◆ WHAT THE EXERCISE ASKS
Each line holding the string "PeerTransport" is to be copied from the data.

****************************************

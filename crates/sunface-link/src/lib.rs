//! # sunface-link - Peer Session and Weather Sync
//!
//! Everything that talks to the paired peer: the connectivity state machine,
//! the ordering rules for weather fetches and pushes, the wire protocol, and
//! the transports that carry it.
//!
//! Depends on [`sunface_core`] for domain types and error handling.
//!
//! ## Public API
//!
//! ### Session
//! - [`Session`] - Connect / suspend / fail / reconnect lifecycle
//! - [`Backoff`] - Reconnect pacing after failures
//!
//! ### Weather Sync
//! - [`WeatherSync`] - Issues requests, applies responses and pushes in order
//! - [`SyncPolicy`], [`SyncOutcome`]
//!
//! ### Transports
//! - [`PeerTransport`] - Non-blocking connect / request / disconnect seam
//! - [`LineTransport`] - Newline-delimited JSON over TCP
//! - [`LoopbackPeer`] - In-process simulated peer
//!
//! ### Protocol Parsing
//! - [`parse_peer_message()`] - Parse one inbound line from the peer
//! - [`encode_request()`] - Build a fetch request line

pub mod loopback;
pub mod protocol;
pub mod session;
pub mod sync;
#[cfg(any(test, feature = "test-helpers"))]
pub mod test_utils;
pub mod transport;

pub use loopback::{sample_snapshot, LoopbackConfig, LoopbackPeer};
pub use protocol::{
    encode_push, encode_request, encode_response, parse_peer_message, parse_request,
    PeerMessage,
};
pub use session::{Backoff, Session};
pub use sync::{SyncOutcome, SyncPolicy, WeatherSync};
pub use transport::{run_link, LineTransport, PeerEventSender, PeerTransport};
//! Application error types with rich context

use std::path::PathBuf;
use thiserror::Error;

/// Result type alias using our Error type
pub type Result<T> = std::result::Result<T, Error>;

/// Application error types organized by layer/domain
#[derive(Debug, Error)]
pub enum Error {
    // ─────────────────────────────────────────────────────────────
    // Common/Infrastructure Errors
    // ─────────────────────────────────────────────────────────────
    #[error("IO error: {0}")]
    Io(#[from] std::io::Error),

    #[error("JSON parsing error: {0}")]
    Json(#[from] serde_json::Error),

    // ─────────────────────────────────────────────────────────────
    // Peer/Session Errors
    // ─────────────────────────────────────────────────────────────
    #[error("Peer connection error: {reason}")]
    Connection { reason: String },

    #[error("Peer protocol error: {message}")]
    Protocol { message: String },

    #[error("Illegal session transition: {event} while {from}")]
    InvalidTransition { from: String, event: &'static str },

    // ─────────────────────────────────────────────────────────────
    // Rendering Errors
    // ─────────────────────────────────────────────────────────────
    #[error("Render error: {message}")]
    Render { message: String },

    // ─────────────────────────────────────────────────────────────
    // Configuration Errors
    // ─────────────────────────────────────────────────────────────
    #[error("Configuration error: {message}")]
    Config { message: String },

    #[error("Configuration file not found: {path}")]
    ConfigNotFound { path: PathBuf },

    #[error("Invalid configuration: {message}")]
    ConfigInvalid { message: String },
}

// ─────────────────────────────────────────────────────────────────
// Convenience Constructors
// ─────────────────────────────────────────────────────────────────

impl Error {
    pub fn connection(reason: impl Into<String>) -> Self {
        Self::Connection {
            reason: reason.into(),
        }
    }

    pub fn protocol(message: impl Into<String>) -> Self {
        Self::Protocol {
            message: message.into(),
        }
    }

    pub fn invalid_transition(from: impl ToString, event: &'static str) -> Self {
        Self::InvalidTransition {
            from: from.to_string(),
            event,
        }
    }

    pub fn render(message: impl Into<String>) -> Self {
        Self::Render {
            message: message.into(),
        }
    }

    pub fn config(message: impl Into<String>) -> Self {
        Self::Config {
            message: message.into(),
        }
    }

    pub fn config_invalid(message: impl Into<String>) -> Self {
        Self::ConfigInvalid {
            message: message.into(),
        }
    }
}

****************************************

◆ ANSWER TO THIS PROBLEM
//! - [`PeerTransport`] - Non-blocking connect / request / disconnect seam
pub use transport::{run_link, LineTransport, PeerEventSender, PeerTransport};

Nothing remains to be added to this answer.